(Activity):
Each line below from the one containing "let rate_limit_lines = done" through the one containing "async fn distinct_order_numbers_stay_separate()" should be output exactly as it stands, and no other line should appear.

(Data excerpts):
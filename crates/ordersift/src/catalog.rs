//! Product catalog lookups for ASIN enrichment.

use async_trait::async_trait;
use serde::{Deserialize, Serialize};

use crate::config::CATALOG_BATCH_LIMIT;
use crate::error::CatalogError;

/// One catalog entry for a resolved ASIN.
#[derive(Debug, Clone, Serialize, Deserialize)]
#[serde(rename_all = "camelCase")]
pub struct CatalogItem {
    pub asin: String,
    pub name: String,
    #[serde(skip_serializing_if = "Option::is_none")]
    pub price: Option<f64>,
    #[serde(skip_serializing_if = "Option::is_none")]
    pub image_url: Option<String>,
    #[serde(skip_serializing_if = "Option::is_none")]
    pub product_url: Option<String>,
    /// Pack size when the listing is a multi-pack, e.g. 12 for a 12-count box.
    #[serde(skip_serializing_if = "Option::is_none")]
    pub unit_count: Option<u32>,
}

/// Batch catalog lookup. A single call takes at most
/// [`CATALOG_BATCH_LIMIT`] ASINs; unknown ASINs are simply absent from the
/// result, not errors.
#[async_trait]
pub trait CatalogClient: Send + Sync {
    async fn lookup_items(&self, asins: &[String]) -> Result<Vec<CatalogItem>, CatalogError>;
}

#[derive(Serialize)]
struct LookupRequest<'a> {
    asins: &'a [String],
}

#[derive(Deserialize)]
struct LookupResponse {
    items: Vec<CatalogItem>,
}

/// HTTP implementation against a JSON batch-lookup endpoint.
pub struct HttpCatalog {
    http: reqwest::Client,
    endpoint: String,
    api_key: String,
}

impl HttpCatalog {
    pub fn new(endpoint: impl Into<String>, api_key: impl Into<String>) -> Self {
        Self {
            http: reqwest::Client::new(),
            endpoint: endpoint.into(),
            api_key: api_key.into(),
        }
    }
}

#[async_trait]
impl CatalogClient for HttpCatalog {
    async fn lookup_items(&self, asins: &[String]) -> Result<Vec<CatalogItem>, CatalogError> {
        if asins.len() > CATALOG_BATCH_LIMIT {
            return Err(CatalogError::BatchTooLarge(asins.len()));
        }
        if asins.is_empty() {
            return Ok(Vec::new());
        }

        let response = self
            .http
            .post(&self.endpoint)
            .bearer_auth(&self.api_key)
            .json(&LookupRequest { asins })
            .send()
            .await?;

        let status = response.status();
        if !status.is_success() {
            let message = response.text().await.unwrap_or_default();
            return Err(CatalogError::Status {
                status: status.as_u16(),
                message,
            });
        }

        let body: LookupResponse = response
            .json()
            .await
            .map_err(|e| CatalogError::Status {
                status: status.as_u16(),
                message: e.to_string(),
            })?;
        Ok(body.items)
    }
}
...
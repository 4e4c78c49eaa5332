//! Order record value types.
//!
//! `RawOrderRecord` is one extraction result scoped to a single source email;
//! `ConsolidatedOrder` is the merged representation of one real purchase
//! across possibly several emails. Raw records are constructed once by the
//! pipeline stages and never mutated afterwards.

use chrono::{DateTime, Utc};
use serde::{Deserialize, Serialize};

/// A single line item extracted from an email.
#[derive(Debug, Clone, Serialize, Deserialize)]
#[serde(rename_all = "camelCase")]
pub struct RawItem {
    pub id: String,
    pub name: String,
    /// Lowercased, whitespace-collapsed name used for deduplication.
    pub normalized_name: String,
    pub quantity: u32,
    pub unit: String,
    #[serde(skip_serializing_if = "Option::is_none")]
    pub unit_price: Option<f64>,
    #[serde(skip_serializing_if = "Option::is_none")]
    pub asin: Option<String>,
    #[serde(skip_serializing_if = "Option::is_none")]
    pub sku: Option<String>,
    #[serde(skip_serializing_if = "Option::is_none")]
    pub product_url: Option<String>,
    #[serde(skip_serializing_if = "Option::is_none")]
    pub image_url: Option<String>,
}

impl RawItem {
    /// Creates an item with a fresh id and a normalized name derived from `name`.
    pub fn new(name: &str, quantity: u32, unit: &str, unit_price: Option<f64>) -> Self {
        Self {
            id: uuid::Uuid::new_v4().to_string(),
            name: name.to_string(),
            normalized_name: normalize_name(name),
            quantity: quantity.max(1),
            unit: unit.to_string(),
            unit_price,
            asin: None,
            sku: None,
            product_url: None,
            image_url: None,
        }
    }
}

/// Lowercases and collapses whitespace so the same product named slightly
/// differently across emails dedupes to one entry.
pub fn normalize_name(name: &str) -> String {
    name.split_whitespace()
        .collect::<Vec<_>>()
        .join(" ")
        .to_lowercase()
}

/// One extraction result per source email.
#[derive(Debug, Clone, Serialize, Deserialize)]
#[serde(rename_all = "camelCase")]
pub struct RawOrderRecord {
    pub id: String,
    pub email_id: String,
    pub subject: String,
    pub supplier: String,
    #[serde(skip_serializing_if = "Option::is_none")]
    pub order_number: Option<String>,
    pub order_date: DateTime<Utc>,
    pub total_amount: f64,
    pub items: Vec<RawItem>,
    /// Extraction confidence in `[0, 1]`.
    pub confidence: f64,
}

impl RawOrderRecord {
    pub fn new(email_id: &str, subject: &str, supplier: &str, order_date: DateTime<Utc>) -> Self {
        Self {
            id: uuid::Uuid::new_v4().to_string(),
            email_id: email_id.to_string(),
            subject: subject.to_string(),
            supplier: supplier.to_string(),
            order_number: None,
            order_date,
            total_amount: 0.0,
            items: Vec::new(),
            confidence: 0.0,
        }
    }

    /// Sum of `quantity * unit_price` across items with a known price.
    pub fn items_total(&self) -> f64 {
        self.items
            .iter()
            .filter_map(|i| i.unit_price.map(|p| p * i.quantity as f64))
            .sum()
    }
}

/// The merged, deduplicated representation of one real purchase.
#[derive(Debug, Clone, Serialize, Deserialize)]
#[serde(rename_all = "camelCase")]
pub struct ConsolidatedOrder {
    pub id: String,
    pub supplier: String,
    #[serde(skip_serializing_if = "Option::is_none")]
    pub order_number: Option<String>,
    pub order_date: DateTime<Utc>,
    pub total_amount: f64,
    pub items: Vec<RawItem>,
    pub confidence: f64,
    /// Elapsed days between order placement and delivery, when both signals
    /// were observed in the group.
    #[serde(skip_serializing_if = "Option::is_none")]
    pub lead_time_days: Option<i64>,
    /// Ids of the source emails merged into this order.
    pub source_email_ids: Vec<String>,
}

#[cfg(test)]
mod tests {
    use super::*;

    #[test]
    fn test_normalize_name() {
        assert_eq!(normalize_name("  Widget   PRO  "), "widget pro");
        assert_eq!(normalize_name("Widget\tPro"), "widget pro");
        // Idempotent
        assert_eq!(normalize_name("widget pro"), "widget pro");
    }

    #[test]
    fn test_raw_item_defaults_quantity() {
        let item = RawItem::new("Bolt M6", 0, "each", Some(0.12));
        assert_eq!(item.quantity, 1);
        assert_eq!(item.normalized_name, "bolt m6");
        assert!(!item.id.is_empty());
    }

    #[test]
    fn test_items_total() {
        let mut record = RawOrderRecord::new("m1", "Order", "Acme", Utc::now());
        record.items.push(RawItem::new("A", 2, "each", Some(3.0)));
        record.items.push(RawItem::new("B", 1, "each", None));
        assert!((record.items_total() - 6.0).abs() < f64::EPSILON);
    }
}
---
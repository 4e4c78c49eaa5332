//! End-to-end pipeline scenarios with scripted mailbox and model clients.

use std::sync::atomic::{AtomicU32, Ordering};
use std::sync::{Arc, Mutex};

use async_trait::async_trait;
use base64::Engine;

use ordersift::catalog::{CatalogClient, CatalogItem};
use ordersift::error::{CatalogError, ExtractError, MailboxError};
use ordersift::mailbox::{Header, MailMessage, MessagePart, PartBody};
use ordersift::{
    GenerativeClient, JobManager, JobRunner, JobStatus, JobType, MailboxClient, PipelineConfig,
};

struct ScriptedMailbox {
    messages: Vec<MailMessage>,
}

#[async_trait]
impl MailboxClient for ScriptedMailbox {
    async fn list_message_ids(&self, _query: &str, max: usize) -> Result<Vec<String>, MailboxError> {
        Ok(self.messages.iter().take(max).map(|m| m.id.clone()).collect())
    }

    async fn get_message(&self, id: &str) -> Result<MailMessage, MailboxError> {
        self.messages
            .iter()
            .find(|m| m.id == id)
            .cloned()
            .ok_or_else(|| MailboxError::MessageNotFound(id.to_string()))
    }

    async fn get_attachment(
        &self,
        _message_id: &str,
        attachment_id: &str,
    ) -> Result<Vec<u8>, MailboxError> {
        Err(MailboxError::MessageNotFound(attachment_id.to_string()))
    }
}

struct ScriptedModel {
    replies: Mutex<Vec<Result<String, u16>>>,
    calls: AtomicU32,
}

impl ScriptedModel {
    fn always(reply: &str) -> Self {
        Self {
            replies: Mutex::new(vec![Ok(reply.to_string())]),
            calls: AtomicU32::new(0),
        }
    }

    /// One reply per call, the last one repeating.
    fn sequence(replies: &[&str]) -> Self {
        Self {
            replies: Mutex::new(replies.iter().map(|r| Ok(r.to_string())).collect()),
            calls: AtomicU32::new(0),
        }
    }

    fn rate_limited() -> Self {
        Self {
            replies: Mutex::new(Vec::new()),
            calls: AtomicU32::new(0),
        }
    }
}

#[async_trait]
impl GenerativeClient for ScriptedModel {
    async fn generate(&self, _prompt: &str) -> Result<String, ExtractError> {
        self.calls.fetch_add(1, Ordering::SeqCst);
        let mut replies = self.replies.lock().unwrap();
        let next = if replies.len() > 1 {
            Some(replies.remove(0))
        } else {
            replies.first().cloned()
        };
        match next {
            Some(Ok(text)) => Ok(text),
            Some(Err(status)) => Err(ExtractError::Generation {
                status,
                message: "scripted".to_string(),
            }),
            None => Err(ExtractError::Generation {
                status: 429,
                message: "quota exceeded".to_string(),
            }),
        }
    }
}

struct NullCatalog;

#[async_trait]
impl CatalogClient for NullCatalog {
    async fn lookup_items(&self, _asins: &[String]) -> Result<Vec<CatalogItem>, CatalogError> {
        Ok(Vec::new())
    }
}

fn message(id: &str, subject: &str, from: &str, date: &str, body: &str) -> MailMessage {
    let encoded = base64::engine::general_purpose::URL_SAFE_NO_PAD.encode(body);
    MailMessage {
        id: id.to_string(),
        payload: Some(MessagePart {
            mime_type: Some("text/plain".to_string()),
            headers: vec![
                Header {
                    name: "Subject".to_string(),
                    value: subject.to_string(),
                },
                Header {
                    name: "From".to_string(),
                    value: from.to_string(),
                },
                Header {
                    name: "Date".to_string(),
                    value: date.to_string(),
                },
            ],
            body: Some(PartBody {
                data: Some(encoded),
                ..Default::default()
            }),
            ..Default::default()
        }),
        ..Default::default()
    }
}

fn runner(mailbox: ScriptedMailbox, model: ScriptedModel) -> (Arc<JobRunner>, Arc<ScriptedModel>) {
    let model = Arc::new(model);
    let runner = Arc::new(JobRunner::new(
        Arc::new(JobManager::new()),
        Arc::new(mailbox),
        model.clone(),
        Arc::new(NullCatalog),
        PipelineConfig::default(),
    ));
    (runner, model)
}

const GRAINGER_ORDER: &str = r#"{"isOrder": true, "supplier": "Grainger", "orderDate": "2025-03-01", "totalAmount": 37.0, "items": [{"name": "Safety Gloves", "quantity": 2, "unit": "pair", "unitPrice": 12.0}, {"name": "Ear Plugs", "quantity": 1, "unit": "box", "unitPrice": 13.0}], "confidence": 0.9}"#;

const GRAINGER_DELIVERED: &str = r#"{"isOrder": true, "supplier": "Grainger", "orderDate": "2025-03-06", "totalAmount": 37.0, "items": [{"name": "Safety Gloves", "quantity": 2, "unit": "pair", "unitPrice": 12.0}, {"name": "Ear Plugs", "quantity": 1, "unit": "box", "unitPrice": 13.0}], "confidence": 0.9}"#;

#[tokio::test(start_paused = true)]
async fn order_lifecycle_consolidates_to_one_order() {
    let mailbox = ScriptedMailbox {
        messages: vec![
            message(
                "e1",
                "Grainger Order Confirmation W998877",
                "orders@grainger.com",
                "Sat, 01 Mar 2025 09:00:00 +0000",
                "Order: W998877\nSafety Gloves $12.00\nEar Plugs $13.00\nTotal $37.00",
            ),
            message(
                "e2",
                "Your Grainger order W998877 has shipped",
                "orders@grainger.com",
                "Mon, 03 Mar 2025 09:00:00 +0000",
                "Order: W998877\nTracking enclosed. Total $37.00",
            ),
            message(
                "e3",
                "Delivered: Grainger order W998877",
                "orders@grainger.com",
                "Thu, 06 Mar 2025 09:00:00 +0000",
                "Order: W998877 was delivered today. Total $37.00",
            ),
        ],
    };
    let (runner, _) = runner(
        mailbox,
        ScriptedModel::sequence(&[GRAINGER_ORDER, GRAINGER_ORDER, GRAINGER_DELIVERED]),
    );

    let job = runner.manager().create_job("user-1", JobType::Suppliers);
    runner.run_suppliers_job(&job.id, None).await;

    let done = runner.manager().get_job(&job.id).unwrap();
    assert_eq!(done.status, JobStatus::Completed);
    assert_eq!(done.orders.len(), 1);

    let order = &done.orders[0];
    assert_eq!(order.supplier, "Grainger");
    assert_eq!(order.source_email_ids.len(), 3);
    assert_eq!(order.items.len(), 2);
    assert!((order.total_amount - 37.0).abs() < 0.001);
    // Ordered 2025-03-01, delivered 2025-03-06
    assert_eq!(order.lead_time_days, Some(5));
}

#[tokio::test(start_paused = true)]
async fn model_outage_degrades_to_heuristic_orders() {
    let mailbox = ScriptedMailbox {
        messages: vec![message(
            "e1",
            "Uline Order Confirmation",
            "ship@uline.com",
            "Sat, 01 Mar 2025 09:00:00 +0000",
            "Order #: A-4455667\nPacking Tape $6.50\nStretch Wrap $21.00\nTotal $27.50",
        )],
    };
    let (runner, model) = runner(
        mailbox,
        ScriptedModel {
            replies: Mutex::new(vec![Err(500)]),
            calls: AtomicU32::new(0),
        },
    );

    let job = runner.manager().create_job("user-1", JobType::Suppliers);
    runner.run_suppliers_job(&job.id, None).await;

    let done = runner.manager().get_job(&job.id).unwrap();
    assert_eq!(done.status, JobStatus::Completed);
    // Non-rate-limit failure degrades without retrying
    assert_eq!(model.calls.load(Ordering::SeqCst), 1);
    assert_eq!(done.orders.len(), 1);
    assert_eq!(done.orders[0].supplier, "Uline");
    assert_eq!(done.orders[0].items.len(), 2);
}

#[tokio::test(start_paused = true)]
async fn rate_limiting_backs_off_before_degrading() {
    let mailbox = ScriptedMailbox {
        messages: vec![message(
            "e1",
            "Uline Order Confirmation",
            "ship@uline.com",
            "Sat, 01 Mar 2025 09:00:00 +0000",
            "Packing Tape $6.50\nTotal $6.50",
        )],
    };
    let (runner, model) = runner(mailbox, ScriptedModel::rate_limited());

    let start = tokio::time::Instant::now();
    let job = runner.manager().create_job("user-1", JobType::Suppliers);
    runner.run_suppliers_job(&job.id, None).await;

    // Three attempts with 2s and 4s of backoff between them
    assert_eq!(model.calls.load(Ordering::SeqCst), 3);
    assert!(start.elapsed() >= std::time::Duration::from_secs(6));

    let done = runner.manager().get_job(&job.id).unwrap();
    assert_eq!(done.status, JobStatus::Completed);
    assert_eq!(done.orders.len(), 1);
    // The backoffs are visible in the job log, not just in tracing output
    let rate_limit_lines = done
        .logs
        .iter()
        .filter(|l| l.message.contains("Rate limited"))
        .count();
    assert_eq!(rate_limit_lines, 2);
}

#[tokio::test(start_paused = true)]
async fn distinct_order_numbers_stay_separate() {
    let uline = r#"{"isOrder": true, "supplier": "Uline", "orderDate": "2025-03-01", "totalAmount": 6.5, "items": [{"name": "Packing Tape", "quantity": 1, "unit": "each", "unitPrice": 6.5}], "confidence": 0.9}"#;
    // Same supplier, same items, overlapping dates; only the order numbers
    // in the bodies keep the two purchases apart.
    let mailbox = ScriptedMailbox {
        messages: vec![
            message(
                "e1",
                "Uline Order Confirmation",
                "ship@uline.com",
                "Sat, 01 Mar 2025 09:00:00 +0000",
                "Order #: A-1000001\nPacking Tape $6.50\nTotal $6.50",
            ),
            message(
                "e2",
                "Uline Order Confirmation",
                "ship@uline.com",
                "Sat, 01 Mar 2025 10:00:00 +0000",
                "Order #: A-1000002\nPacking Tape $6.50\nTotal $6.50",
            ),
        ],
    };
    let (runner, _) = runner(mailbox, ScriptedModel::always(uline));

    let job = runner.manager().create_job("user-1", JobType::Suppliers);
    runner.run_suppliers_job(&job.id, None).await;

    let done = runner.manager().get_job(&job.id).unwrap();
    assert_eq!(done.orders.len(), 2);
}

(Response box):
    let rate_limit_lines = done
        .logs
        .iter()
        .filter(|l| l.message.contains("Rate limited"))
        .count();
    assert_eq!(rate_limit_lines, 2);
}

#[tokio::test(start_paused = true)]
async fn distinct_order_numbers_stay_separate() {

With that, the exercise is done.